3.1. Evolution of the Global Forage Products Trade Network

Analysis on Changes in Global Forage Products Trade Volume and Number of Trading Countries

The global trade volume of forage products has generally shown a significant upward trend, increasing by 48.17% from 2000 to 2024. By establishing the equation y i = α + β x i + ε i , where y i represents the global trade volume of forage products, α and β are constants, and ε i is a random disturbance term. The F-test for the model was conducted (F = 47.882, p < 0.05), and the regression coefficient for the year was significantly positive (β = 44.335, t = 6.92, p < 0.01). This indicates that the upward trend in trade volume over the years is statistically significant and not due to random fluctuations. This growth is primarily driven by the sustained expansion in global demand for livestock products, which in turn increases the demand for forage products and further stimulates the growth of their trade volume. Among these, the trade volume of forage products excl. AM&P contributes the most, accounting for the largest share of total forage trade, with an average annual proportion of 82.04%. In 2024, the total trade volume of forage products excl. AM&P increased by 66.96% compared to 2000. This growth is mainly because forage products excl. AM&P are a crucial food source for herbivorous livestock. The rapid development of animal husbandry in Asia and the Middle East has led to a surge in forage products excl. AM&P demand. Conversely, the trade volume of AM&P shows a downward trend, decreasing by 10.92% in 2024 compared to 2000. Its share of total forage trade has declined from 20.64% to 12.41%. Due to the need for cold chains or constant-humidity storage, AM&P incurs high costs and has low added value, making it difficult to offset cross-border losses. As a result, the proportion of AM&P in total trade volume has decreased annually (Figure 1).
The total number of trading countries shows a significant upward trend, with a 21.95% increase in 2024 compared to 2000. The following equation is established, y j = α + β x j + ε j , where y j represents the global trade volume of forage products, α and β are constants, and ε j is a random disturbance term. The F-test for the model was conducted (F = 35.245, p < 0.05), and the regression coefficient for the year was significantly positive (β = 0.951, p < 0.01). This trend, indicating that the number of trading countries is increasing year by year, is statistically significant and not due to random fluctuations. The proportion of trading partners compared to the total number of potential trading countries increased from 65% in 2000 to 78% in 2024. This reflects a rise in the number of countries actively engaged in forage trade, an expansion of the global forage trade network, and improved overall connectivity. Specifically, the number of importing and exporting countries (or regions) for forage products increased by 21.55% and 7.69%, respectively, in 2024 compared to 2000. This trend indicates a gradual expansion in global demand for forage products. Driven by this demand, the number of exporting countries has steadily grown, allowing forage products to reach broader regions through the trade network. Among the two product categories, the number of exporting countries (or regions) is fewer than the number of importing countries (or regions). The supply side is dominated by a small group of countries. Due to natural endowments and production technology limitations, only a few economies have a competitive advantage in forage exports, resulting in a low-competition export market. In contrast, the demand side encompasses a wider range of countries, and expansion of multilateral demand continues to intensify the competition among importers. The number of importing and exporting countries of forage products excl. AM&P is higher than for AM&P, indicating that the production and consumption of forage products excl. AM&P are more widespread. Due to processing or usage restrictions, AM&P has a narrower range of trade-participating countries (see Table 4).

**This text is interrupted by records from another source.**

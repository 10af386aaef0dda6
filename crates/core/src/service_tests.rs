// SPDX-License-Identifier: BUSL-1.1
// Copyright (c) 2026 Alfred Jean LLC

use super::*;

#[test]
fn new_service_starts_initializing_and_unvisited() {
    let s = Service::new("nginx", ServiceKind::Process);
    assert!(s.monitor.is_init());
    assert!(!s.visited);
    assert_eq!(s.id, "nginx");
}

#[test]
fn event_kind_bitmap_tracks_independent_bits() {
    let mut bitmap = EventKindBitmap::default();
    assert!(!bitmap.is_set(EventKind::Exec));
    bitmap.set(EventKind::Exec);
    bitmap.set(EventKind::Timeout);
    assert!(bitmap.is_set(EventKind::Exec));
    assert!(bitmap.is_set(EventKind::Timeout));
    assert!(!bitmap.is_set(EventKind::Nonexist));

    bitmap.clear(EventKind::Exec);
    assert!(!bitmap.is_set(EventKind::Exec));
    assert!(bitmap.is_set(EventKind::Timeout));
}

#[test]
fn every_kind_of_test_list_starts_empty() {
    let s = Service::new("disk0", ServiceKind::Filesystem);
    assert!(s.ports.is_empty());
    assert!(s.filesystem_limits.is_empty());
    assert!(s.checksum.is_none());
}
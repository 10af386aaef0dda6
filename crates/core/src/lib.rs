// SPDX-License-Identifier: BUSL-1.1
// Copyright (c) 2026 Alfred Jean LLC

//! Domain types shared by every other crate: services, test descriptors,
//! info snapshots, events, and ids.

pub mod action;
pub mod event;
pub mod format;
pub mod id;
pub mod info;
pub mod monitor_state;
pub mod operator;
pub mod resource;
pub mod run_state;
pub mod scalar_test;
pub mod schedule;
pub mod service;

pub use action::{ActionKind, ActionRate, ActionToken, ScheduledAction};
pub use checksum_test::{ChecksumAlgorithm, ChecksumTest};
pub use event::{EventKind, EventSink, EventState, NullEventSink};
pub use filesystem_test::{FilesystemLimitTest, FilesystemLimitUnit, FilesystemResource};
pub use id::{ServiceId, ShortId};
pub use info::{CommonInfo, FileInfo, FilesystemInfo, InfoSnapshot, ProcessInfo, ProcessStatusBits};
pub use match_test::{CompiledPattern, MatchTest};
pub use monitor_state::MonitorState;
pub use operator::Operator;
pub use resource::{ResourceId, ResourceTest};
pub use run_state::{HandlerFlag, RunState, SystemInfo};
pub use scalar_test::{
    GidTest, IcmpResult, IcmpTest, PermTest, PortTest, SizeTest, StatusTest, TimestampTest, UidTest, UptimeTest,
};
pub use schedule::{AlwaysMatches, CronMatcher, EverySchedule, NeverMatches};
pub use service::{EventKindBitmap, ProgramConfig, Service, ServiceKind};
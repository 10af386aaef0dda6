// SPDX-License-Identifier: BUSL-1.1
// Copyright (c) 2026 Alfred Jean LLC

//! Global run flags and the shared system snapshot.
//!
//! Both structs are explicit context passed by `&mut`/`&` into the cycle
//! driver, never a `static`/`OnceLock`.

use std::time::SystemTime;

/// Whether `validate()`'s handler flag reflects the last cycle's outcome.
#[derive(Debug, Clone, Copy, PartialEq, Eq, Default)]
pub enum HandlerFlag {
    #[default]
    Succeeded,
    Failed,
}

/// Process-wide configuration/control flags.
#[derive(Debug, Clone, Default)]
pub struct RunState {
    /// Drain every service's queued action unconditionally at cycle start.
    pub doaction: bool,
    /// Whether process sampling (`update_process_data`) runs this cycle.
    pub doprocess: bool,
    /// Checked between services; never interrupts a validator mid-execution.
    pub stopped: bool,
    pub handler_flag: HandlerFlag,
}

/// System-wide snapshot refreshed once at cycle start, read-only for the
/// rest of the cycle.
#[derive(Debug, Clone, Default)]
pub struct SystemInfo {
    /// Scaled ×10.
    pub loadavg1: i64,
    /// Scaled ×10.
    pub loadavg5: i64,
    /// Scaled ×10.
    pub loadavg15: i64,
    /// Scaled ×10.
    pub cpu_user_percent: i32,
    /// Scaled ×10.
    pub cpu_system_percent: i32,
    /// Scaled ×10.
    pub cpu_wait_percent: i32,
    pub total_mem_kbyte: i64,
    /// Scaled ×10.
    pub total_mem_percent: i32,
    pub swap_kbyte: i64,
    /// Scaled ×10.
    pub swap_percent: i32,
    pub collected: Option<SystemTime>,
}

#[cfg(test)]
#[path = "run_state_tests.rs"]
mod tests;
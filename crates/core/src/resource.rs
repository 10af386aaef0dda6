// SPDX-License-Identifier: BUSL-1.1
// Copyright (c) 2026 Alfred Jean LLC

//! Process/system resource test descriptor.

use crate::action::ActionRate;
use crate::operator::Operator;
use serde::{Deserialize, Serialize};

/// Which measured quantity a resource test compares.
///
/// `*Service` variants read from the owning service's [`crate::info::ProcessInfo`];
/// `*System` variants read from the shared [`crate::run_state::SystemInfo`] snapshot.
#[derive(Debug, Clone, Copy, PartialEq, Eq, Serialize, Deserialize)]
#[serde(rename_all = "snake_case")]
pub enum ResourceId {
    CpuPercent,
    TotalCpuPercent,
    CpuUserPercent,
    CpuSystemPercent,
    CpuWaitPercent,
    MemPercentService,
    MemPercentSystem,
    MemKbyteService,
    MemKbyteSystem,
    SwapPercentSystem,
    SwapKbyteSystem,
    LoadAvg1,
    LoadAvg5,
    LoadAvg15,
    Children,
    TotalMemKbyte,
    TotalMemPercent,
}

impl ResourceId {
    /// Short label used in resource-limit messages, e.g. `"cpu usage"`.
    pub fn label(&self) -> &'static str {
        match self {
            ResourceId::CpuPercent | ResourceId::TotalCpuPercent => "cpu usage",
            ResourceId::CpuUserPercent => "cpu user usage",
            ResourceId::CpuSystemPercent => "cpu system usage",
            ResourceId::CpuWaitPercent => "cpu wait usage",
            ResourceId::MemPercentService | ResourceId::MemPercentSystem => "mem usage",
            ResourceId::MemKbyteService | ResourceId::MemKbyteSystem => "mem amount",
            ResourceId::SwapPercentSystem => "swap usage",
            ResourceId::SwapKbyteSystem => "swap amount",
            ResourceId::LoadAvg1 => "loadavg(1min)",
            ResourceId::LoadAvg5 => "loadavg(5min)",
            ResourceId::LoadAvg15 => "loadavg(15min)",
            ResourceId::Children => "children",
            ResourceId::TotalMemKbyte => "total mem amount",
            ResourceId::TotalMemPercent => "total mem usage",
        }
    }
}

/// A process/system resource limit test.
#[derive(Debug, Clone, Serialize, Deserialize)]
pub struct ResourceTest {
    pub id: ResourceId,
    pub operator: Operator,
    /// Scaled ×10 for percent-bearing ids; absolute otherwise (kbyte, count, loadavg×10).
    pub limit: i64,
    pub action: ActionRate,
}

#[cfg(test)]
#[path = "resource_tests.rs"]
mod tests;
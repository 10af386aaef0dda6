// SPDX-License-Identifier: BUSL-1.1
// Copyright (c) 2026 Alfred Jean LLC

//! Filesystem metadata probing.

#[cfg(any(test, feature = "test-support"))]
mod fake;
#[cfg(any(test, feature = "test-support"))]
pub use fake::{FakeStatProbe, StatProbeCall};

use crate::error::ProbeError;
use std::path::{Path, PathBuf};
use std::time::SystemTime;

/// Kind a stat result resolved to, used by `check_file_like` to verify the
/// configured kind still matches reality.
#[derive(Debug, Clone, Copy, PartialEq, Eq)]
pub enum StatKind {
    Regular,
    Directory,
    Fifo,
    Symlink,
    Other,
}

#[derive(Debug, Clone, Copy)]
pub struct StatResult {
    pub kind: StatKind,
    pub mode: u32,
    pub uid: u32,
    pub gid: u32,
    pub size: u64,
    pub inode: u64,
    /// `max(mtime, ctime)`.
    pub timestamp: SystemTime,
}

pub trait StatProbe: Send + Sync {
    /// Does not follow a trailing symlink.
    fn lstat(&self, path: &Path) -> Result<StatResult, ProbeError>;
    /// Follows symlinks.
    fn stat(&self, path: &Path) -> Result<StatResult, ProbeError>;
    fn realpath(&self, path: &Path) -> Result<PathBuf, ProbeError>;
}

#[cfg(test)]
#[path = "stat_tests.rs"]
mod tests;
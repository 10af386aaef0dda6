// SPDX-License-Identifier: BUSL-1.1
// Copyright (c) 2026 Alfred Jean LLC

use super::*;

#[test]
fn default_info_snapshot_is_common() {
    let info = InfoSnapshot::default();
    assert!(matches!(info, InfoSnapshot::Common(_)));
}

#[test]
fn process_status_bits_set_and_has() {
    let mut bits = ProcessStatusBits::default();
    assert!(!bits.has(ProcessStatusBits::ZOMBIE));
    bits.set(ProcessStatusBits::ZOMBIE);
    assert!(bits.has(ProcessStatusBits::ZOMBIE));
    assert!(!bits.has(ProcessStatusBits::RUNNING));
}

#[test]
fn file_info_inode_prev_sentinel_defaults_to_zero_not_negative_one() {
    // FileInfo::default() zero-initializes; callers must explicitly set the
    // -1 "no prior sample" sentinel on first use.
    let info = FileInfo::default();
    assert_eq!(info.inode_prev, 0);
}
// SPDX-License-Identifier: BUSL-1.1
// Copyright (c) 2026 Alfred Jean LLC

//! A minimal in-process `EventSink`: a per-service
//! failed-kind bitmap for alert dedup, plus `tracing` emission.
//!
//! The bitmap dedupes so that a condition already FAILED doesn't re-alert
//! every cycle; `vet-core::Service` never dedupes on its own.

use parking_lot::Mutex;
use std::collections::HashMap;
use vet_core::{ActionRate, EventKind, EventSink, EventState};

/// `(service, kind)` → the state last posted for that pair, used to suppress
/// repeat FAILED/Changed alerts while the condition persists.
#[derive(Default)]
pub struct BitmapEventSink {
    last_state: Mutex<HashMap<(String, EventKind), EventState>>,
}

impl BitmapEventSink {
    pub fn new() -> Self {
        Self::default()
    }

    /// The state last recorded for `(service, kind)`, if any have been posted yet.
    pub fn last_state(&self, service: &str, kind: EventKind) -> Option<EventState> {
        self.last_state.lock().get(&(service.to_string(), kind)).copied()
    }
}

impl EventSink for BitmapEventSink {
    fn post(&self, service: &str, kind: EventKind, state: EventState, action: Option<&ActionRate>, message: &str) {
        let key = (service.to_string(), kind);
        let mut table = self.last_state.lock();
        let repeat = table.get(&key) == Some(&state);
        table.insert(key, state);
        drop(table);

        match (state, repeat) {
            (EventState::Failed, true) => {
                tracing::debug!(service, kind = kind.name(), "repeat failure, alert suppressed");
            }
            (EventState::Failed, false) => {
                let action_name = action.map(|a| a.action.name()).unwrap_or("none");
                tracing::warn!(service, kind = kind.name(), action = action_name, message, "event failed");
            }
            (EventState::Succeeded, _) => {
                tracing::info!(service, kind = kind.name(), message, "event succeeded");
            }
            (EventState::Changed, _) => {
                tracing::info!(service, kind = kind.name(), message, "event changed");
            }
            (EventState::ChangedNot, _) => {
                tracing::debug!(service, kind = kind.name(), message, "event unchanged");
            }
        }
    }
}

#[cfg(test)]
#[path = "lib_tests.rs"]
mod tests;
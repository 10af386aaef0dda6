// SPDX-License-Identifier: BUSL-1.1
// Copyright (c) 2026 Alfred Jean LLC

//! Fake program probe for testing.

use super::{ChildHandle, ChildStatus, ProgramProbe};
use crate::error::ProbeError;
use parking_lot::Mutex;
use std::collections::HashMap;
use std::path::Path;
use std::sync::Arc;

#[derive(Debug, Clone)]
pub enum ProgramProbeCall {
    Spawn { command: String, args: Vec<String> },
    Poll { child: ChildHandle },
    KillAndWait { child: ChildHandle },
    ReadStderrOrStdin { child: ChildHandle },
}

#[derive(Debug, Clone)]
struct FakeChild {
    status: ChildStatus,
    stderr: String,
    stdin: String,
}

struct FakeProgramProbeState {
    next_handle: ChildHandle,
    children: HashMap<ChildHandle, FakeChild>,
    /// `None` means the next spawn should fail.
    spawn_ok: bool,
    calls: Vec<ProgramProbeCall>,
}

#[derive(Clone)]
pub struct FakeProgramProbe {
    inner: Arc<Mutex<FakeProgramProbeState>>,
}

impl Default for FakeProgramProbe {
    fn default() -> Self {
        Self {
            inner: Arc::new(Mutex::new(FakeProgramProbeState {
                next_handle: 1,
                children: HashMap::new(),
                spawn_ok: true,
                calls: Vec::new(),
            })),
        }
    }
}

impl FakeProgramProbe {
    pub fn new() -> Self {
        Self::default()
    }

    pub fn calls(&self) -> Vec<ProgramProbeCall> {
        self.inner.lock().calls.clone()
    }

    pub fn fail_next_spawn(&self) {
        self.inner.lock().spawn_ok = false;
    }

    pub fn set_status(&self, child: ChildHandle, status: ChildStatus) {
        if let Some(c) = self.inner.lock().children.get_mut(&child) {
            c.status = status;
        }
    }

    pub fn set_stderr(&self, child: ChildHandle, text: impl Into<String>) {
        if let Some(c) = self.inner.lock().children.get_mut(&child) {
            c.stderr = text.into();
        }
    }
}

impl ProgramProbe for FakeProgramProbe {
    fn spawn(&self, command: &str, args: &[String], _working_directory: Option<&Path>) -> Result<ChildHandle, ProbeError> {
        let mut inner = self.inner.lock();
        inner.calls.push(ProgramProbeCall::Spawn {
            command: command.to_string(),
            args: args.to_vec(),
        });
        if !inner.spawn_ok {
            return Err(ProbeError::Spawn(format!("failed to exec {command}")));
        }
        let handle = inner.next_handle;
        inner.next_handle += 1;
        inner.children.insert(
            handle,
            FakeChild {
                status: ChildStatus::Running,
                stderr: String::new(),
                stdin: String::new(),
            },
        );
        Ok(handle)
    }

    fn poll(&self, child: ChildHandle) -> ChildStatus {
        let mut inner = self.inner.lock();
        inner.calls.push(ProgramProbeCall::Poll { child });
        inner.children.get(&child).map(|c| c.status).unwrap_or(ChildStatus::Exited(-1))
    }

    fn kill_and_wait(&self, child: ChildHandle) -> i32 {
        let mut inner = self.inner.lock();
        inner.calls.push(ProgramProbeCall::KillAndWait { child });
        match inner.children.remove(&child) {
            Some(FakeChild { status: ChildStatus::Exited(code), .. }) => code,
            _ => -1,
        }
    }

    fn read_stderr_or_stdin(&self, child: ChildHandle, cap: usize) -> String {
        let mut inner = self.inner.lock();
        inner.calls.push(ProgramProbeCall::ReadStderrOrStdin { child });
        match inner.children.get(&child) {
            Some(c) if !c.stderr.is_empty() => c.stderr.chars().take(cap).collect(),
            Some(c) => c.stdin.chars().take(cap).collect(),
            None => String::new(),
        }
    }
}

#[cfg(test)]
#[path = "fake_tests.rs"]
mod tests;
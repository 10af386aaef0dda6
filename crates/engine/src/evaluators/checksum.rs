// SPDX-License-Identifier: BUSL-1.1
// Copyright (c) 2026 Alfred Jean LLC

//! Checksum evaluator.

use std::path::Path;
use vet_core::{ChecksumTest, EventKind, EventSink, EventState};
use vet_probes::ChecksumProbe;

/// Compute the file's digest and compare against the descriptor: in
/// `test_changes` mode, posts CHANGED/CHANGEDNOT against the
/// previously stored digest; otherwise posts FAILED/SUCCEEDED against the
/// configured expected digest. A probe failure to read/hash the file posts
/// `Data` FAILED rather than `Checksum`, since the test itself could not run.
pub fn evaluate_checksum(
    test: &mut ChecksumTest,
    path: &Path,
    probe: &dyn ChecksumProbe,
    sink: &dyn EventSink,
    service: &str,
) -> bool {
    let actual = match probe.checksum(path, test.algorithm) {
        Ok(digest) => digest,
        Err(err) => {
            sink.post(
                service,
                EventKind::Data,
                EventState::Failed,
                None,
                &format!("cannot compute checksum: {err}"),
            );
            return false;
        }
    };

    if test.test_changes {
        let changed = test.initialized && test.expected != actual;
        test.expected = actual;
        test.initialized = true;
        if changed {
            sink.post(
                service,
                EventKind::Checksum,
                EventState::Changed,
                Some(&test.action),
                &format!("{} checksum changed", test.algorithm.name()),
            );
        } else {
            sink.post(
                service,
                EventKind::Checksum,
                EventState::ChangedNot,
                None,
                &format!("{} checksum check succeeded", test.algorithm.name()),
            );
        }
        return true;
    }

    if test.matches(&actual) {
        sink.post(
            service,
            EventKind::Checksum,
            EventState::Succeeded,
            None,
            &format!("{} checksum check succeeded", test.algorithm.name()),
        );
        true
    } else {
        sink.post(
            service,
            EventKind::Checksum,
            EventState::Failed,
            Some(&test.action),
            &format!("{} checksum test failed for {}", test.algorithm.name(), path.display()),
        );
        false
    }
}

#[cfg(test)]
#[path = "checksum_tests.rs"]
mod tests;
// SPDX-License-Identifier: BUSL-1.1
// Copyright (c) 2026 Alfred Jean LLC

//! Fake filesystem probe for testing.

use super::{FilesystemProbe, FilesystemSample};
use crate::error::ProbeError;
use parking_lot::Mutex;
use std::collections::HashMap;
use std::path::{Path, PathBuf};
use std::sync::Arc;

#[derive(Debug, Clone)]
pub enum FilesystemProbeCall {
    FilesystemUsage { path: PathBuf },
}

struct FakeFilesystemProbeState {
    samples: HashMap<PathBuf, Result<FilesystemSample, String>>,
    calls: Vec<FilesystemProbeCall>,
}

#[derive(Clone)]
pub struct FakeFilesystemProbe {
    inner: Arc<Mutex<FakeFilesystemProbeState>>,
}

impl Default for FakeFilesystemProbe {
    fn default() -> Self {
        Self {
            inner: Arc::new(Mutex::new(FakeFilesystemProbeState {
                samples: HashMap::new(),
                calls: Vec::new(),
            })),
        }
    }
}

impl FakeFilesystemProbe {
    pub fn new() -> Self {
        Self::default()
    }

    pub fn calls(&self) -> Vec<FilesystemProbeCall> {
        self.inner.lock().calls.clone()
    }

    pub fn set_sample(&self, path: impl Into<PathBuf>, sample: FilesystemSample) {
        self.inner.lock().samples.insert(path.into(), Ok(sample));
    }

    pub fn set_error(&self, path: impl Into<PathBuf>, reason: impl Into<String>) {
        self.inner.lock().samples.insert(path.into(), Err(reason.into()));
    }
}

impl FilesystemProbe for FakeFilesystemProbe {
    fn filesystem_usage(&self, path: &Path) -> Result<FilesystemSample, ProbeError> {
        let mut inner = self.inner.lock();
        inner.calls.push(FilesystemProbeCall::FilesystemUsage {
            path: path.to_path_buf(),
        });
        match inner.samples.get(path) {
            Some(Ok(sample)) => Ok(*sample),
            Some(Err(reason)) => Err(ProbeError::Filesystem {
                path: path.display().to_string(),
                source: std::io::Error::other(reason.clone()),
            }),
            None => Ok(FilesystemSample::default()),
        }
    }
}

#[cfg(test)]
#[path = "fake_tests.rs"]
mod tests;
// SPDX-License-Identifier: BUSL-1.1
// Copyright (c) 2026 Alfred Jean LLC

//! Trait interfaces to the OS, one per external collaborator the engine
//! depends on, plus `Fake*` test doubles behind `test-support`.

pub mod checksum;
pub mod control;
pub mod error;
pub mod filesystem;
pub mod icmp;
pub mod probe_set;
pub mod process;
pub mod program;
pub mod socket;
pub mod stat;

pub use checksum::{ChecksumProbe, RealChecksumProbe};
pub use control::ControlProbe;
pub use error::ProbeError;
pub use filesystem::{FilesystemProbe, FilesystemSample};
pub use icmp::IcmpProbe;
pub use probe_set::ProbeSet;
pub use process::{ProcessProbe, ProcessSample};
pub use program::{ChildHandle, ChildStatus, ProgramProbe};
pub use socket::{ProtocolProbe, ProtocolRegistry, SocketHandle, SocketProbe, SocketType};
pub use stat::{StatKind, StatProbe, StatResult};

#[cfg(any(test, feature = "test-support"))]
pub use {
    checksum::FakeChecksumProbe, control::FakeControlProbe, filesystem::FakeFilesystemProbe,
    icmp::FakeIcmpProbe, probe_set::FakeProbeSet, process::FakeProcessProbe, program::FakeProgramProbe,
    socket::FakeSocketProbe, stat::FakeStatProbe,
};
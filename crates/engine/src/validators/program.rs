// SPDX-License-Identifier: BUSL-1.1
// Copyright (c) 2026 Alfred Jean LLC

//! Program validator: spawn, poll, timeout, status evaluation, respawn.

use std::time::Instant;
use vet_core::{EventKind, EventSink, EventState, Service};
use vet_probes::{ChildStatus, ProbeSet};

/// Length of the stderr/stdin capture used for a failing status message.
pub const STATUS_MESSAGE_CAP: usize = 2048;

/// `check_program`: query the prior child's exit status (killing it first if
/// it's still running past its declared timeout), post a `Status` event per
/// configured status rule once a status is known, release the handle, and
/// finally (re)spawn the command for the next cycle.
pub fn check_program(s: &mut Service, probes: &dyn ProbeSet, sink: &dyn EventSink, now: Instant) -> bool {
    let service = s.id.as_str().to_string();
    let Some(mut program) = s.program.clone() else {
        sink.post(&service, EventKind::Status, EventState::Failed, None, "no program configured");
        return false;
    };

    let exit_status = match (program.started, program.child) {
        (Some(started), Some(handle)) => match probes.program().poll(handle) {
            ChildStatus::Running => {
                if now.saturating_duration_since(started) > program.timeout {
                    let status = probes.program().kill_and_wait(handle);
                    program.started = None;
                    program.child = None;
                    Some((status, Some(handle)))
                } else {
                    s.program = Some(program);
                    return true;
                }
            }
            ChildStatus::Exited(status) => {
                program.started = None;
                Some((status, Some(handle)))
            }
        },
        _ => None,
    };

    if let Some((status, handle)) = exit_status {
        program.last_exit_status = Some(status);

        for test in s.statuses.iter() {
            if test.matches(status) {
                let message = handle
                    .map(|h| probes.program().read_stderr_or_stdin(h, STATUS_MESSAGE_CAP))
                    .unwrap_or_default();
                sink.post(&service, EventKind::Status, EventState::Failed, Some(&test.action), &message);
            } else {
                sink.post(&service, EventKind::Status, EventState::Succeeded, None, "status check succeeded");
            }
        }

        program.child = None;
    }

    let exec_action = s.action_bindings.get(&EventKind::Exec).copied();

    match probes.program().spawn(&program.command, &program.args, program.working_directory.as_deref()) {
        Ok(handle) => {
            program.started = Some(now);
            program.child = Some(handle);
            s.program = Some(program);
            sink.post(
                &service,
                EventKind::Status,
                EventState::Succeeded,
                exec_action.as_ref(),
                &format!("'{service}' program started"),
            );
            true
        }
        Err(err) => {
            program.child = None;
            s.program = Some(program);
            sink.post(
                &service,
                EventKind::Status,
                EventState::Failed,
                exec_action.as_ref(),
                &format!("cannot spawn program: {err}"),
            );
            false
        }
    }
}

#[cfg(test)]
#[path = "program_tests.rs"]
mod tests;
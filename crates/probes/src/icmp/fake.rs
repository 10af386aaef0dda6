// SPDX-License-Identifier: BUSL-1.1
// Copyright (c) 2026 Alfred Jean LLC

//! Fake ICMP probe for testing.

use super::IcmpProbe;
use crate::error::ProbeError;
use parking_lot::Mutex;
use std::collections::HashMap;
use std::sync::Arc;
use std::time::Duration;
use vet_core::IcmpResult;

#[derive(Debug, Clone)]
pub enum IcmpProbeCall {
    IcmpEcho { host: String, count: u32 },
}

struct FakeIcmpProbeState {
    results: HashMap<String, IcmpResult>,
    calls: Vec<IcmpProbeCall>,
}

#[derive(Clone)]
pub struct FakeIcmpProbe {
    inner: Arc<Mutex<FakeIcmpProbeState>>,
}

impl Default for FakeIcmpProbe {
    fn default() -> Self {
        Self {
            inner: Arc::new(Mutex::new(FakeIcmpProbeState {
                results: HashMap::new(),
                calls: Vec::new(),
            })),
        }
    }
}

impl FakeIcmpProbe {
    pub fn new() -> Self {
        Self::default()
    }

    pub fn calls(&self) -> Vec<IcmpProbeCall> {
        self.inner.lock().calls.clone()
    }

    pub fn set_result(&self, host: &str, result: IcmpResult) {
        self.inner.lock().results.insert(host.to_string(), result);
    }
}

impl IcmpProbe for FakeIcmpProbe {
    fn icmp_echo(&self, host: &str, _timeout: Duration, count: u32) -> Result<IcmpResult, ProbeError> {
        let mut inner = self.inner.lock();
        inner.calls.push(IcmpProbeCall::IcmpEcho {
            host: host.to_string(),
            count,
        });
        Ok(inner.results.get(host).copied().unwrap_or(IcmpResult::Unavailable))
    }
}

#[cfg(test)]
#[path = "fake_tests.rs"]
mod tests;
// SPDX-License-Identifier: BUSL-1.1
// Copyright (c) 2026 Alfred Jean LLC

//! Recovery actions bound to event kinds, and the action-rate quench rule.

use serde::{Deserialize, Serialize};

/// A recovery directive dispatched by the event sink when an event transitions state.
#[derive(Debug, Clone, Copy, PartialEq, Eq, Serialize, Deserialize)]
pub enum ActionKind {
    Alert,
    Restart,
    Stop,
    Start,
    Exec,
    Ignore,
}

impl ActionKind {
    pub fn name(&self) -> &'static str {
        match self {
            ActionKind::Alert => "alert",
            ActionKind::Restart => "restart",
            ActionKind::Stop => "stop",
            ActionKind::Start => "start",
            ActionKind::Exec => "exec",
            ActionKind::Ignore => "ignore",
        }
    }
}

/// `(count, cycle, action)` — fire `action` if the service restarted at least
/// `count` times within the last `cycle` cycles.
#[derive(Debug, Clone, Copy, PartialEq, Eq, Serialize, Deserialize)]
pub struct ActionRate {
    pub count: u32,
    pub cycle: u32,
    pub action: ActionKind,
}

/// An action scheduled for a service by an external command, awaiting dispatch
/// by `do_scheduled_action`.
#[derive(Debug, Clone, PartialEq, Eq, Serialize, Deserialize)]
pub enum ScheduledAction {
    Ignore,
    Start,
    Stop,
    Restart,
    Monitor,
    Unmonitor,
}

impl ScheduledAction {
    pub fn name(&self) -> &'static str {
        match self {
            ScheduledAction::Ignore => "ignore",
            ScheduledAction::Start => "start",
            ScheduledAction::Stop => "stop",
            ScheduledAction::Restart => "restart",
            ScheduledAction::Monitor => "monitor",
            ScheduledAction::Unmonitor => "unmonitor",
        }
    }
}

/// Opaque handle released once a scheduled action has been dispatched,
/// without exposing whatever bookkeeping the config/command layer used to
/// create it.
#[derive(Debug, Clone, Default, PartialEq, Eq, Serialize, Deserialize)]
pub struct ActionToken(pub Option<String>);

#[cfg(test)]
#[path = "action_tests.rs"]
mod tests;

3.2. Analysis on the Characteristics of the Global Forage Products Trade Network

Node Degree Characteristics

Using 2000 and 2024 as the initial and terminal years of the study period, the comparative analysis of data effectively reveals the long-term characteristics of the forage products trade network. As shown in Table 5, the average node degree for the two major categories of forage products increased in both periods. The node degree for AM&P grew by 3.03, representing a 61.34% increase, while forage products excl. AM&P increased by 5.5, a 67.16% rise. This indicates that the global forage trade network has become denser, with significantly enhanced connectivity. Among these, the average node degree for forage products excl. AM&P experienced the most substantial change. This reflects a broader circulation range and makes it the most strongly connected category within the trade network, thereby underscoring its central role in global forage trade. Conversely, AM&P exhibited the smallest change in node degree, with a relatively narrow circulation scope attributable to its inherent product characteristics, resulting in notably lower network coverage. Between 2000 and 2024, the global forage trade landscape underwent significant transformation. The core hubs of the global forage trade network shifted from traditional leading countries such as Australia and the United States to European nations including the Netherlands, Spain, and France. This shift is driven by increased demand—resulting from the intensification of European livestock industries, the facilitation of intra-EU trade policies, and advantages in port logistics—which marks a transition of the global forage trade center toward Europe.
The shift in this core hub further confirms Europe’s prominent position in the global forage trade. From a regional distribution perspective, Europe, North America, and Oceania serve as central nodes in the global forage products trade, exhibiting the highest node degrees across various forage categories. Following these are Asia, South America, and Africa (Figure 2). Developed countries in Europe and North America display high node degrees within the trade network, driven by their resource endowments [37], advanced agricultural technologies [38], and highly specialized division of labor [39]. Asia predominantly functions as an importer of forage products with limited import channels [22], mainly importing dried alfalfa and forage products excl. AM&P varieties [14]. South America exhibits a relatively limited export scale, concentrated trading partners, and a lack of bidirectional and regional interactions. These factors result in its forage trade network having fewer and weaker connections than Asia’s, which benefits from broad import sources [40]. Africa’s livestock industry is primarily small-scale and characterized by low productivity [41], which suppresses demand for commercial forage. Severe climatic conditions in Africa have resulted in an acute shortage of high-quality feed [42]. The industry chain and supporting infrastructure are underdeveloped, leading to minimal participation in international trade and the lowest node degree. However, Africa’s node degree increased by a factor of 1.98 from 2000 to 2024, with South Africa demonstrating particularly notable growth, where the node degree rose from 11 to 39. This growth is attributable to South Africa’s abundant forage resources and regional conditions conducive to alfalfa hay production. The country’s annual output exceeds 1.5 million tons, with exports averaging between 140,000 and 260,000 tons annually. These figures underscore South Africa’s significant potential for forage production and export [43].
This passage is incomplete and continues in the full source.